Dalam ekspedisi ini, tim peneliti menyusuri tiga wilayah utama, yakni Kabupaten Banggai, Kabupaten Banggai Kepulauan, dan Kabupaten Banggai Laut. Wilayah-wilayah ini dikenal memiliki berbagai gua karst yang tersebar di darat maupun laut. Daerah tersebut sangat kaya akan formasi karst, termasuk sungai bawah tanah dan mata air yang muncul di laut. “Penemuan gua-gua yang tersembunyi di balik karst ini merupakan daya tarik utama yang membuat kami tertarik untuk melakukan eksplorasi lebih lanjut,” Sebut Catrapatti Raditya.
Salah satu penemuan menarik dalam ekspedisi ini adalah gua yang dinamakan “Udang Maote”. Nama ini diberikan setelah tim peneliti berdiskusi dengan masyarakat setempat yang menceritakan tentang fenomena unik di dalam gua tersebut yang mereka sebut sebagai “White Rain” atau hujan putih. “Fenomena ini terjadi ketika penyelam memasuki gua dan merasakan tetesan air putih yang tampak seperti hujan,” katanya.
Selain itu, Juswono Budisetiawan dari SRX menjelaskan bahwa Kepulauan Banggai memiliki formasi karst yang sangat berbeda dari karst di wilayah lain seperti Kalimantan. Jika di Kalimantan karstnya menjulang, sebaliknya di Banggai karst-nya tersembunyi di bawah permukaan tanah dan laut. Hal ini membuat eksplorasi menjadi lebih menantang karena memerlukan keterampilan khusus seperti cave diving, yakni penyelaman di ruang tertutup yang sangat berbeda dari penyelaman di laut terbuka.
Salah satu contoh yang diungkap oleh Juswono adalah eksplorasi di cenote, yaitu lubang dengan danau di dalamnya yang sering ditemukan di daerah Meksiko. Di Kepulauan Banggai, cenote ini memiliki kedalaman yang signifikan, mencapai 33 meter dari permukaan air, yang menambah kerumitan dalam proses penyelaman. “Karena kedalamannya, peralatan khusus diperlukan, dan penyelam harus ditarik ke permukaan untuk mengurangi beban saat kembali ke atas,” ujarnya.
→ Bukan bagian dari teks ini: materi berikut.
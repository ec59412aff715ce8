//! Provisioning core.
//!
//! # Components
//!
//! - [`credentials`] - credential store fed by characteristic writes
//! - [`status`] - connection state and the status characteristic
//! - [`connection`] - bounded connect procedure and failure classification
//! - [`handler`] - radio event dispatch (callback context)
//! - [`provisioner`] - construction point and main loop
//!
//! # Flow
//!
//! ```text
//! advertise → central connects → writes → CredentialStore
//!     → complete? ConnectRequest → main loop → ConnectionManager → StatusChannel
//! central disconnects → advertise again
//! ```

pub mod connection;
pub mod credentials;
pub mod handler;
pub mod provisioner;
pub mod status;

pub use connection::{ConnectFailure, ConnectTiming, ConnectionManager};
pub use credentials::{
    strip_padding, CredentialError, CredentialField, CredentialStore, Credentials, WriteOutcome,
};
pub use handler::ServiceHandler;
pub use provisioner::{ConnectRequest, InFlightGuard, ProvisionError, Provisioner};
pub use status::{ConnectionState, StatusChannel};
Tim ekspedisi juga berhasil mengungkap fenomena khas cenote yang belum pernah disentuh oleh dunia ilmu pengetahuan sebelumnya. Di salah satu gua karst yang dieksplorasi, ditemukan lapisan H2S (hidrogen sulfida) yang sangat tebal yang jauh melampaui ketebalan biasa yang hanya sekitar 2 meter. “Di kedalaman sekitar 20 meter, lapisan H2S ini berinteraksi dengan oksigen yang ada di dalam air, membentuk asam sulfat yang sangat korosif,” sebut Juswono.
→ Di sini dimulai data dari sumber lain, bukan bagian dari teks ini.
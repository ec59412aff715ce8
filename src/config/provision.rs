//! Provisioning configuration.
//!
//! Platform-independent settings for the advertised service and the connect
//! procedure. Host builds can load them from a JSON file; any field missing
//! from the file keeps its default.
//!
//! # Example
//!
//! ```
//! use ble_wifi_provision::config::ProvisionConfig;
//! use std::time::Duration;
//!
//! let config = ProvisionConfig::default();
//! assert!(config.validate().is_ok());
//! assert_eq!(config.max_polls, 30);
//! assert_eq!(config.poll_interval(), Duration::from_secs(1));
//! ```

use std::fmt;
use std::time::Duration;
use uuid::Uuid;

/// Maximum network identifier length (IEEE 802.11 SSID limit).
pub const MAX_NETWORK_ID_LEN: usize = 32;

/// Maximum network secret length (WPA2 passphrase / PSK hex limit).
pub const MAX_NETWORK_SECRET_LEN: usize = 64;

/// Link status polls before a connect attempt is declared timed out.
pub const DEFAULT_MAX_POLLS: u32 = 30;

/// Longest device name accepted: a legacy advertising PDU minus the AD header.
pub const MAX_DEVICE_NAME_LEN: usize = 29;

/// Default advertised device name.
pub const DEFAULT_DEVICE_NAME: &str = "HotBox";

/// Provisioning service identifier.
pub const DEFAULT_SERVICE_UUID: Uuid = Uuid::from_u128(0xA5A5A5A5_A5A5_A5A5_A5A5_A5A5A5A5A5A5);

/// Network ID characteristic (read/write).
pub const DEFAULT_NETWORK_ID_UUID: Uuid = Uuid::from_u128(0xB5B5B5B5_B5B5_B5B5_B5B5_B5B5B5B5B5B5);

/// Network secret characteristic (write only).
pub const DEFAULT_NETWORK_SECRET_UUID: Uuid =
    Uuid::from_u128(0xC5C5C5C5_C5C5_C5C5_C5C5_C5C5C5C5C5C5);

/// Status characteristic (read/notify).
pub const DEFAULT_STATUS_UUID: Uuid = Uuid::from_u128(0xD5D5D5D5_D5D5_C5C5_C5C5_C5C5C5C5C5C5);

/// BLE advertising interval bounds in microseconds (20 ms .. 10.24 s).
const MIN_ADVERTISING_INTERVAL_US: u32 = 20_000;
const MAX_ADVERTISING_INTERVAL_US: u32 = 10_240_000;

/// Settings for the provisioning service and its connect procedure.
#[derive(Debug, Clone, PartialEq, Eq)]
#[cfg_attr(
    not(target_os = "espidf"),
    derive(serde::Deserialize),
    serde(default, deny_unknown_fields)
)]
pub struct ProvisionConfig {
    /// Name placed in the advertising payload.
    pub device_name: String,
    /// Service identifier placed in the advertising payload.
    pub service_uuid: Uuid,
    /// Network ID characteristic identifier.
    pub network_id_uuid: Uuid,
    /// Network secret characteristic identifier.
    pub network_secret_uuid: Uuid,
    /// Status characteristic identifier.
    pub status_uuid: Uuid,
    /// Advertising interval in microseconds.
    pub advertising_interval_us: u32,
    /// Delay between link status polls, in milliseconds.
    pub poll_interval_ms: u64,
    /// Number of link status polls before giving up.
    pub max_polls: u32,
    /// Pause after dropping a previous association, in milliseconds.
    pub settle_delay_ms: u64,
    /// Main loop sleep between checks for a requested attempt, in milliseconds.
    pub loop_tick_ms: u64,
}

impl Default for ProvisionConfig {
    fn default() -> Self {
        Self {
            device_name: DEFAULT_DEVICE_NAME.to_string(),
            service_uuid: DEFAULT_SERVICE_UUID,
            network_id_uuid: DEFAULT_NETWORK_ID_UUID,
            network_secret_uuid: DEFAULT_NETWORK_SECRET_UUID,
            status_uuid: DEFAULT_STATUS_UUID,
            advertising_interval_us: 100_000,
            poll_interval_ms: 1_000,
            max_polls: DEFAULT_MAX_POLLS,
            settle_delay_ms: 1_000,
            loop_tick_ms: 100,
        }
    }
}

impl ProvisionConfig {
    /// Validate the configuration.
    pub fn validate(&self) -> Result<(), ConfigError> {
        if self.device_name.is_empty() {
            return Err(ConfigError::DeviceNameEmpty);
        }
        if self.device_name.len() > MAX_DEVICE_NAME_LEN {
            return Err(ConfigError::DeviceNameTooLong {
                len: self.device_name.len(),
                max: MAX_DEVICE_NAME_LEN,
            });
        }
        if self.max_polls == 0 {
            return Err(ConfigError::NoPolls);
        }
        if !(MIN_ADVERTISING_INTERVAL_US..=MAX_ADVERTISING_INTERVAL_US)
            .contains(&self.advertising_interval_us)
        {
            return Err(ConfigError::AdvertisingIntervalOutOfRange {
                interval_us: self.advertising_interval_us,
            });
        }

        let uuids = [
            self.service_uuid,
            self.network_id_uuid,
            self.network_secret_uuid,
            self.status_uuid,
        ];
        for (i, uuid) in uuids.iter().enumerate() {
            if uuids[i + 1..].contains(uuid) {
                return Err(ConfigError::DuplicateUuid(*uuid));
            }
        }

        Ok(())
    }

    pub fn advertising_interval(&self) -> Duration {
        Duration::from_micros(u64::from(self.advertising_interval_us))
    }

    pub fn poll_interval(&self) -> Duration {
        Duration::from_millis(self.poll_interval_ms)
    }

    pub fn settle_delay(&self) -> Duration {
        Duration::from_millis(self.settle_delay_ms)
    }

    pub fn loop_tick(&self) -> Duration {
        Duration::from_millis(self.loop_tick_ms)
    }

    /// Parse and validate a configuration from JSON text.
    #[cfg(not(target_os = "espidf"))]
    pub fn from_json(text: &str) -> Result<Self, ConfigError> {
        let config: Self =
            serde_json::from_str(text).map_err(|e| ConfigError::InvalidFormat(e.to_string()))?;
        config.validate()?;
        Ok(config)
    }

    /// Load and validate a configuration from a JSON file.
    #[cfg(not(target_os = "espidf"))]
    pub fn from_json_file(path: impl AsRef<std::path::Path>) -> Result<Self, ConfigError> {
        let path = path.as_ref();
        let text = std::fs::read_to_string(path)
            .map_err(|e| ConfigError::Io(format!("{}: {}", path.display(), e)))?;
        Self::from_json(&text)
    }
}

/// Errors that can occur while building a configuration.
#[derive(Debug, Clone, PartialEq, Eq)]
pub enum ConfigError {
    /// Device name is empty.
    DeviceNameEmpty,
    /// Device name exceeds what an advertising PDU can carry.
    DeviceNameTooLong { len: usize, max: usize },
    /// `max_polls` is zero.
    NoPolls,
    /// Advertising interval outside the range the radio accepts.
    AdvertisingIntervalOutOfRange { interval_us: u32 },
    /// The same identifier is used twice.
    DuplicateUuid(Uuid),
    /// Configuration file could not be read.
    Io(String),
    /// Configuration file could not be parsed.
    InvalidFormat(String),
}

impl fmt::Display for ConfigError {
    fn fmt(&self, f: &mut fmt::Formatter<'_>) -> fmt::Result {
        match self {
            Self::DeviceNameEmpty => write!(f, "device name cannot be empty"),
            Self::DeviceNameTooLong { len, max } => {
                write!(f, "device name too long: {} bytes (max {})", len, max)
            }
            Self::NoPolls => write!(f, "max_polls must be at least 1"),
            Self::AdvertisingIntervalOutOfRange { interval_us } => write!(
                f,
                "advertising interval {} us outside {}..={} us",
                interval_us, MIN_ADVERTISING_INTERVAL_US, MAX_ADVERTISING_INTERVAL_US
            ),
            Self::DuplicateUuid(uuid) => write!(f, "identifier {} used more than once", uuid),
            Self::Io(msg) => write!(f, "cannot read configuration: {}", msg),
            Self::InvalidFormat(msg) => write!(f, "invalid format: {}", msg),
        }
    }
}

impl std::error::Error for ConfigError {}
Meskipun lapisan H2S ini biasanya menandai batas kehidupan, tim peneliti menemukan beberapa spesies udang yang berenang di atasnya. Fenomena ini mengejutkannya dan tim, karena H2S dikenal sangat sepi dari kehidupan, sementara area di atasnya dipenuhi kabut yang kaya dengan kehidupan. “Udang-udang ini diduga memiliki kemampuan khusus untuk mentolerir H2S, memanfaatkan lingkungan ekstrem ini untuk mencari makanan yang tidak bisa diakses oleh makhluk lain dan ini yang menarik perhatian saya,” paparnya.
Ekspedisi Internasional Banggai Series 1 ini tidak hanya membuka wawasan baru mengenai kekayaan alam di Kepulauan Banggai, tetapi juga menunjukkan betapa pentingnya kolaborasi internasional dalam penelitian ilmiah. Dengan ditemukannya berbagai fenomena unik dan mikroba baru, ekspedisi ini diharapkan dapat menjadi landasan bagi penelitian-penelitian lanjutan yang akan menggali lebih dalam potensi karst di Indonesia dan kontribusinya terhadap ilmu pengetahuan global.